● TASK GOAL
Could the whole of the data below be written out verbatim?

START RECORDS FOR THIS TASK

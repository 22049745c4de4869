use contracts::domain::a003_checklist_template::{ChecklistTemplate, TemplateStatus};
use contracts::domain::common::{AggregateId, StatusWorkflow};
use contracts::shared::filter::FilterSet;
use contracts::shared::pagination::DEFAULT_PAGE_SIZE;
use contracts::shared::selection::Selection;
use contracts::shared::table::{ColumnDef, ColumnPriority, PaginationMode};
use leptos::prelude::*;
use leptos::task::spawn_local;
use thaw::*;

use crate::domain::a003_checklist_template::api;
use crate::layout::global_context::AppGlobalContext;
use crate::shared::components::filter_panel::{FilterPanel, FilterSelect};
use crate::shared::components::option_select::enum_options;
use crate::shared::components::responsive_table::ResponsiveTable;
use crate::shared::components::status_badge::StatusBadge;
use crate::shared::date_utils::format_datetime;
use crate::shared::icons::icon;
use crate::shared::toast::{confirm, notify_error, notify_success};
use crate::system::auth::context::use_can_edit;

const AGGREGATE_KEY: &str = "a003_checklist_template";

fn columns() -> Vec<ColumnDef> {
    vec![
        ColumnDef::new("code", "Код", ColumnPriority::Secondary),
        ColumnDef::new("description", "Наименование", ColumnPriority::Title),
        ColumnDef::new("version", "Версия", ColumnPriority::Primary),
        ColumnDef::new("equipment_category", "Категория", ColumnPriority::Primary),
        ColumnDef::new("items", "Пунктов", ColumnPriority::Secondary),
        ColumnDef::new("updated_at", "Изменён", ColumnPriority::DesktopOnly),
        ColumnDef::new("status", "Статус", ColumnPriority::Primary),
    ]
}

/// Категории, встречающиеся в шаблонах, без повторов
fn category_options(templates: &[ChecklistTemplate]) -> Vec<(String, String)> {
    let mut categories: Vec<String> = templates
        .iter()
        .map(|t| t.equipment_category.trim().to_string())
        .filter(|c| !c.is_empty())
        .collect();
    categories.sort();
    categories.dedup();
    categories.into_iter().map(|c| (c.clone(), c)).collect()
}

#[component]
pub fn ChecklistTemplateList() -> impl IntoView {
    let ctx = use_context::<AppGlobalContext>().expect("AppGlobalContext not found");
    let can_edit = use_can_edit();

    let items = RwSignal::new(Vec::<ChecklistTemplate>::new());
    let filters = RwSignal::new(FilterSet::new());
    let selection = RwSignal::new(Selection::new());
    let page_size = RwSignal::new(DEFAULT_PAGE_SIZE);
    let loading = RwSignal::new(false);
    let error = RwSignal::new(Option::<String>::None);

    let load = move || {
        loading.set(true);
        spawn_local(async move {
            match api::fetch_all().await {
                Ok(v) => {
                    items.set(v);
                    error.set(None);
                }
                Err(e) => error.set(Some(e)),
            }
            loading.set(false);
        });
    };
    Effect::new(move |_| {
        if ctx.active.get().as_deref() == Some(AGGREGATE_KEY) {
            load();
        }
    });

    let rows = Signal::derive(move || filters.with(|f| items.with(|all| f.apply(all))));

    let delete_selected = move || {
        let ids = selection.with_untracked(|s| s.ids());
        if ids.is_empty() || !confirm(&format!("Удалить выбранные шаблоны? Количество: {}", ids.len())) {
            return;
        }
        spawn_local(async move {
            let mut failed = 0;
            for id in &ids {
                if let Err(e) = api::remove(id).await {
                    log::warn!("delete checklist template {}: {}", id, e);
                    failed += 1;
                }
            }
            if failed > 0 {
                notify_error(format!("Не удалось удалить: {}", failed));
            } else {
                notify_success(format!("Удалено: {}", ids.len()));
            }
            selection.update(|s| s.clear());
            load();
        });
    };

    let test_data = move || {
        spawn_local(async move {
            match api::create_test_data().await {
                Ok(()) => {
                    notify_success("Тестовые шаблоны созданы");
                    load();
                }
                Err(e) => notify_error(e),
            }
        });
    };

    let render_cell = Callback::new(move |(t, key): (ChecklistTemplate, String)| match key.as_str() {
        "code" => t.base.code.into_any(),
        "description" => view! { <strong>{t.base.description}</strong> }.into_any(),
        "version" => format!("v{}", t.version).into_any(),
        "equipment_category" => if t.equipment_category.is_empty() {
            "любая".to_string()
        } else {
            t.equipment_category
        }
        .into_any(),
        "items" => t.items.len().to_string().into_any(),
        "updated_at" => format_datetime(&t.base.metadata.updated_at).into_any(),
        "status" => view! { <StatusBadge status=t.status/> }.into_any(),
        _ => ().into_any(),
    });

    let status_options = Signal::derive(|| {
        enum_options(TemplateStatus::all(), TemplateStatus::as_str, TemplateStatus::label)
    });
    let categories = Signal::derive(move || items.with(|all| category_options(all)));

    view! {
        <div class="page">
            <div class="page__header">
                <div class="page__header-left">
                    {icon("checklist")}
                    <h1 class="page__title">"Шаблоны чек-листов"</h1>
                </div>
                <div class="page__header-right">
                    <Button
                        appearance=ButtonAppearance::Primary
                        disabled=Signal::derive(move || !can_edit.get())
                        on_click=move |_| ctx.open_detail(AGGREGATE_KEY, None, "")
                    >
                        {icon("plus")}" Новый шаблон"
                    </Button>
                    <Button appearance=ButtonAppearance::Secondary on_click=move |_| load()>
                        {icon("refresh")}" Обновить"
                    </Button>
                    <Button
                        appearance=ButtonAppearance::Secondary
                        disabled=Signal::derive(move || !can_edit.get() || selection.with(|s| s.is_empty()))
                        on_click=move |_| delete_selected()
                    >
                        {icon("delete")}
                        {move || format!(" Удалить ({})", selection.with(|s| s.len()))}
                    </Button>
                    <Button
                        appearance=ButtonAppearance::Subtle
                        disabled=Signal::derive(move || !can_edit.get())
                        on_click=move |_| test_data()
                    >
                        "Тестовые данные"
                    </Button>
                </div>
            </div>

            <div class="page__content">
                {move || error.get().map(|e| view! { <div class="alert alert--error">{e}</div> })}

                <FilterPanel filters=filters search_placeholder="Код или наименование">
                    <FilterSelect filters=filters field="status" label="Статус" options=status_options/>
                    <FilterSelect filters=filters field="equipment_category" label="Категория" options=categories/>
                </FilterPanel>

                <ResponsiveTable
                    columns=columns()
                    rows=rows
                    row_id=Callback::new(|t: ChecklistTemplate| t.base.id.as_string())
                    render_cell=render_cell
                    pagination=Signal::derive(move || PaginationMode::Client { page_size: page_size.get() })
                    on_page_size_change=Callback::new(move |size| page_size.set(size))
                    selection=selection
                    on_row_click=Callback::new(move |t: ChecklistTemplate| {
                        ctx.open_detail(AGGREGATE_KEY, Some(&t.to_string_id()), &t.display_name())
                    })
                    loading=loading
                    empty_text="Шаблонов пока нет"
                />
            </div>
        </div>
    }
}

#[cfg(test)]
mod tests {
    use super::*;

    #[test]
    fn test_category_options_distinct_sorted() {
        let mut a = ChecklistTemplate::new_for_insert("CL-1".into(), "A".into());
        a.equipment_category = "Насос".into();
        let mut b = ChecklistTemplate::new_for_insert("CL-2".into(), "B".into());
        b.equipment_category = " Компрессор ".into();
        let mut c = ChecklistTemplate::new_for_insert("CL-3".into(), "C".into());
        c.equipment_category = "Насос".into();
        let d = ChecklistTemplate::new_for_insert("CL-4".into(), "D".into());

        let opts = category_options(&[a, b, c, d]);
        let values: Vec<_> = opts.iter().map(|(v, _)| v.as_str()).collect();
        assert_eq!(values, vec!["Компрессор", "Насос"]);
    }
}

END RECORDS FOR THIS TASK

● SOLUTION TO THE EXERCISE
repository 22049745c4de4869
use contracts::domain::a003_checklist_template::{ChecklistTemplate, TemplateStatus};
use contracts::domain::common::{AggregateId, StatusWorkflow};
use contracts::shared::filter::FilterSet;
use contracts::shared::pagination::DEFAULT_PAGE_SIZE;
use contracts::shared::selection::Selection;
use contracts::shared::table::{ColumnDef, ColumnPriority, PaginationMode};
use leptos::prelude::*;
use leptos::task::spawn_local;
use thaw::*;

use crate::domain::a003_checklist_template::api;
use crate::layout::global_context::AppGlobalContext;
use crate::shared::components::filter_panel::{FilterPanel, FilterSelect};
use crate::shared::components::option_select::enum_options;
use crate::shared::components::responsive_table::ResponsiveTable;
use crate::shared::components::status_badge::StatusBadge;
use crate::shared::date_utils::format_datetime;
use crate::shared::icons::icon;
use crate::shared::toast::{confirm, notify_error, notify_success};
use crate::system::auth::context::use_can_edit;

const AGGREGATE_KEY: &str = "a003_checklist_template";

fn columns() -> Vec<ColumnDef> {
    vec![
        ColumnDef::new("code", "Код", ColumnPriority::Secondary),
        ColumnDef::new("description", "Наименование", ColumnPriority::Title),
        ColumnDef::new("version", "Версия", ColumnPriority::Primary),
        ColumnDef::new("equipment_category", "Категория", ColumnPriority::Primary),
        ColumnDef::new("items", "Пунктов", ColumnPriority::Secondary),
        ColumnDef::new("updated_at", "Изменён", ColumnPriority::DesktopOnly),
        ColumnDef::new("status", "Статус", ColumnPriority::Primary),
    ]
}

/// Категории, встречающиеся в шаблонах, без повторов
fn category_options(templates: &[ChecklistTemplate]) -> Vec<(String, String)> {
    let mut categories: Vec<String> = templates
        .iter()
        .map(|t| t.equipment_category.trim().to_string())
        .filter(|c| !c.is_empty())
        .collect();
    categories.sort();
    categories.dedup();
    categories.into_iter().map(|c| (c.clone(), c)).collect()
}

#[component]
pub fn ChecklistTemplateList() -> impl IntoView {
    let ctx = use_context::<AppGlobalContext>().expect("AppGlobalContext not found");
    let can_edit = use_can_edit();

    let items = RwSignal::new(Vec::<ChecklistTemplate>::new());
    let filters = RwSignal::new(FilterSet::new());
    let selection = RwSignal::new(Selection::new());
    let page_size = RwSignal::new(DEFAULT_PAGE_SIZE);
    let loading = RwSignal::new(false);
    let error = RwSignal::new(Option::<String>::None);

    let load = move || {
        loading.set(true);
        spawn_local(async move {
            match api::fetch_all().await {
                Ok(v) => {
                    items.set(v);
                    error.set(None);
                }
                Err(e) => error.set(Some(e)),
            }
            loading.set(false);
        });
    };
    Effect::new(move |_| {
        if ctx.active.get().as_deref() == Some(AGGREGATE_KEY) {
            load();
        }
    });

    let rows = Signal::derive(move || filters.with(|f| items.with(|all| f.apply(all))));

    let delete_selected = move || {
        let ids = selection.with_untracked(|s| s.ids());
        if ids.is_empty() || !confirm(&format!("Удалить выбранные шаблоны? Количество: {}", ids.len())) {
            return;
        }
        spawn_local(async move {
            let mut failed = 0;
            for id in &ids {
                if let Err(e) = api::remove(id).await {
                    log::warn!("delete checklist template {}: {}", id, e);
                    failed += 1;
                }
            }
            if failed > 0 {
                notify_error(format!("Не удалось удалить: {}", failed));
            } else {
                notify_success(format!("Удалено: {}", ids.len()));
            }
            selection.update(|s| s.clear());
            load();
        });
    };

    let test_data = move || {
        spawn_local(async move {
            match api::create_test_data().await {
                Ok(()) => {
                    notify_success("Тестовые шаблоны созданы");
                    load();
                }
                Err(e) => notify_error(e),
            }
        });
    };

    let render_cell = Callback::new(move |(t, key): (ChecklistTemplate, String)| match key.as_str() {
        "code" => t.base.code.into_any(),
        "description" => view! { <strong>{t.base.description}</strong> }.into_any(),
        "version" => format!("v{}", t.version).into_any(),
        "equipment_category" => if t.equipment_category.is_empty() {
            "любая".to_string()
        } else {
            t.equipment_category
        }
        .into_any(),
        "items" => t.items.len().to_string().into_any(),
        "updated_at" => format_datetime(&t.base.metadata.updated_at).into_any(),
        "status" => view! { <StatusBadge status=t.status/> }.into_any(),
        _ => ().into_any(),
    });

    let status_options = Signal::derive(|| {
        enum_options(TemplateStatus::all(), TemplateStatus::as_str, TemplateStatus::label)
    });
    let categories = Signal::derive(move || items.with(|all| category_options(all)));

    view! {
        <div class="page">
            <div class="page__header">
                <div class="page__header-left">
                    {icon("checklist")}
                    <h1 class="page__title">"Шаблоны чек-листов"</h1>
                </div>
                <div class="page__header-right">
                    <Button
                        appearance=ButtonAppearance::Primary
                        disabled=Signal::derive(move || !can_edit.get())
                        on_click=move |_| ctx.open_detail(AGGREGATE_KEY, None, "")
                    >
                        {icon("plus")}" Новый шаблон"
                    </Button>
                    <Button appearance=ButtonAppearance::Secondary on_click=move |_| load()>
                        {icon("refresh")}" Обновить"
                    </Button>
                    <Button
                        appearance=ButtonAppearance::Secondary
                        disabled=Signal::derive(move || !can_edit.get() || selection.with(|s| s.is_empty()))
                        on_click=move |_| delete_selected()
                    >
                        {icon("delete")}
                        {move || format!(" Удалить ({})", selection.with(|s| s.len()))}
                    </Button>
                    <Button
                        appearance=ButtonAppearance::Subtle
                        disabled=Signal::derive(move || !can_edit.get())
                        on_click=move |_| test_data()
                    >
                        "Тестовые данные"
                    </Button>
                </div>
            </div>

            <div class="page__content">
                {move || error.get().map(|e| view! { <div class="alert alert--error">{e}</div> })}

                <FilterPanel filters=filters search_placeholder="Код или наименование">
                    <FilterSelect filters=filters field="status" label="Статус" options=status_options/>
                    <FilterSelect filters=filters field="equipment_category" label="Категория" options=categories/>
                </FilterPanel>

                <ResponsiveTable
                    columns=columns()
                    rows=rows
                    row_id=Callback::new(|t: ChecklistTemplate| t.base.id.as_string())
                    render_cell=render_cell
                    pagination=Signal::derive(move || PaginationMode::Client { page_size: page_size.get() })
                    on_page_size_change=Callback::new(move |size| page_size.set(size))
                    selection=selection
                    on_row_click=Callback::new(move |t: ChecklistTemplate| {
                        ctx.open_detail(AGGREGATE_KEY, Some(&t.to_string_id()), &t.display_name())
                    })
                    loading=loading
                    empty_text="Шаблонов пока нет"
                />
            </div>
        </div>
    }
}

#[cfg(test)]
mod tests {
    use super::*;

    #[test]
    fn test_category_options_distinct_sorted() {
        let mut a = ChecklistTemplate::new_for_insert("CL-1".into(), "A".into());
        a.equipment_category = "Насос".into();
        let mut b = ChecklistTemplate::new_for_insert("CL-2".into(), "B".into());
        b.equipment_category = " Компрессор ".into();
        let mut c = ChecklistTemplate::new_for_insert("CL-3".into(), "C".into());
        c.equipment_category = "Насос".into();
        let d = ChecklistTemplate::new_for_insert("CL-4".into(), "D".into());

        let opts = category_options(&[a, b, c, d]);
        let values: Vec<_> = opts.iter().map(|(v, _)| v.as_str()).collect();
        assert_eq!(values, vec!["Компрессор", "Насос"]);
    }
}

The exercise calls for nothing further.